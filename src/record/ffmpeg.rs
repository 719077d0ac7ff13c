//! Video encoder backed by FFmpeg (feature: record-ffmpeg).
//!
//! MPEG-4 Part 2 in whatever container the output path implies (the default
//! `output.avi` gives an AVI), encoding at the configured rate. Frames arrive
//! as RGB24 and are converted to YUV420P through a software scaler.

use anyhow::{anyhow, Context, Result};
use ffmpeg_next as ffmpeg;
use image::RgbImage;

use super::RecorderConfig;

pub(crate) struct FfmpegRecorder {
    octx: ffmpeg::format::context::Output,
    encoder: ffmpeg::encoder::Video,
    scaler: ffmpeg::software::scaling::context::Context,
    stream_index: usize,
    encoder_time_base: ffmpeg::Rational,
    stream_time_base: ffmpeg::Rational,
    width: u32,
    height: u32,
    next_pts: i64,
}

impl FfmpegRecorder {
    pub(crate) fn create(config: &RecorderConfig) -> Result<Self> {
        // YUV420P halves the chroma planes; odd dimensions cannot be encoded.
        if config.width % 2 != 0 || config.height % 2 != 0 {
            return Err(anyhow!(
                "recording size {}x{} must be even in both dimensions",
                config.width,
                config.height
            ));
        }

        ffmpeg::init().context("initialize ffmpeg")?;
        let mut octx = ffmpeg::format::output(&config.path)
            .with_context(|| format!("open recording output {}", config.path))?;

        let codec = ffmpeg::encoder::find(ffmpeg::codec::Id::MPEG4)
            .ok_or_else(|| anyhow!("ffmpeg build has no MPEG4 encoder"))?
            .video()
            .context("MPEG4 codec is not a video codec")?;
        let mut stream = octx
            .add_stream(codec)
            .context("add video stream to recording")?;
        let stream_index = stream.index();

        // time_base = 1/fps: one tick of the clock per frame.
        let frame_rate = ffmpeg::Rational::new((config.fps * 1000.0).round() as i32, 1000);
        let encoder_time_base = frame_rate.invert();

        let mut encoder = ffmpeg::codec::context::Context::from_parameters(stream.parameters())
            .context("load encoder parameters")?
            .encoder()
            .video()
            .context("create video encoder")?;
        encoder.set_width(config.width);
        encoder.set_height(config.height);
        encoder.set_format(ffmpeg::util::format::pixel::Pixel::YUV420P);
        encoder.set_time_base(encoder_time_base);
        encoder.set_frame_rate(Some(frame_rate));

        let encoder = encoder.open_as(codec).context("open MPEG4 encoder")?;
        stream.set_parameters(&encoder);

        let scaler = ffmpeg::software::scaling::context::Context::get(
            ffmpeg::util::format::pixel::Pixel::RGB24,
            config.width,
            config.height,
            ffmpeg::util::format::pixel::Pixel::YUV420P,
            config.width,
            config.height,
            ffmpeg::software::scaling::flag::Flags::BILINEAR,
        )
        .context("create RGB to YUV scaler")?;

        octx.write_header().context("write recording header")?;
        // The muxer may rewrite the stream time base during write_header;
        // packets are rescaled into whatever it settled on.
        let stream_time_base = octx
            .stream(stream_index)
            .map(|stream| stream.time_base())
            .unwrap_or(encoder_time_base);

        Ok(Self {
            octx,
            encoder,
            scaler,
            stream_index,
            encoder_time_base,
            stream_time_base,
            width: config.width,
            height: config.height,
            next_pts: 0,
        })
    }

    pub(crate) fn write_frame(&mut self, frame: &RgbImage) -> Result<()> {
        let mut rgb = ffmpeg::frame::Video::new(
            ffmpeg::util::format::pixel::Pixel::RGB24,
            self.width,
            self.height,
        );

        // The encoder frame's plane may be row-padded; copy row by row.
        let row_bytes = (self.width as usize) * 3;
        let stride = rgb.stride(0);
        let data = rgb.data_mut(0);
        for (row, chunk) in frame.as_raw().chunks_exact(row_bytes).enumerate() {
            let start = row * stride;
            data[start..start + row_bytes].copy_from_slice(chunk);
        }

        let mut yuv = ffmpeg::frame::Video::empty();
        self.scaler
            .run(&rgb, &mut yuv)
            .context("convert frame to YUV")?;
        yuv.set_pts(Some(self.next_pts));
        self.next_pts += 1;

        self.encoder
            .send_frame(&yuv)
            .context("send frame to encoder")?;
        self.drain_packets()
    }

    pub(crate) fn finish(mut self) -> Result<()> {
        self.encoder.send_eof().context("flush encoder")?;
        self.drain_packets()?;
        self.octx.write_trailer().context("write recording trailer")?;
        Ok(())
    }

    fn drain_packets(&mut self) -> Result<()> {
        let mut packet = ffmpeg::Packet::empty();
        while self.encoder.receive_packet(&mut packet).is_ok() {
            packet.set_stream(self.stream_index);
            packet.rescale_ts(self.encoder_time_base, self.stream_time_base);
            packet
                .write_interleaved(&mut self.octx)
                .context("write packet to recording")?;
        }
        Ok(())
    }
}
---*---
**Required action**
Note how many lines of the listing above contain the string "chunk", and give that number with nothing added.

**Solution**
2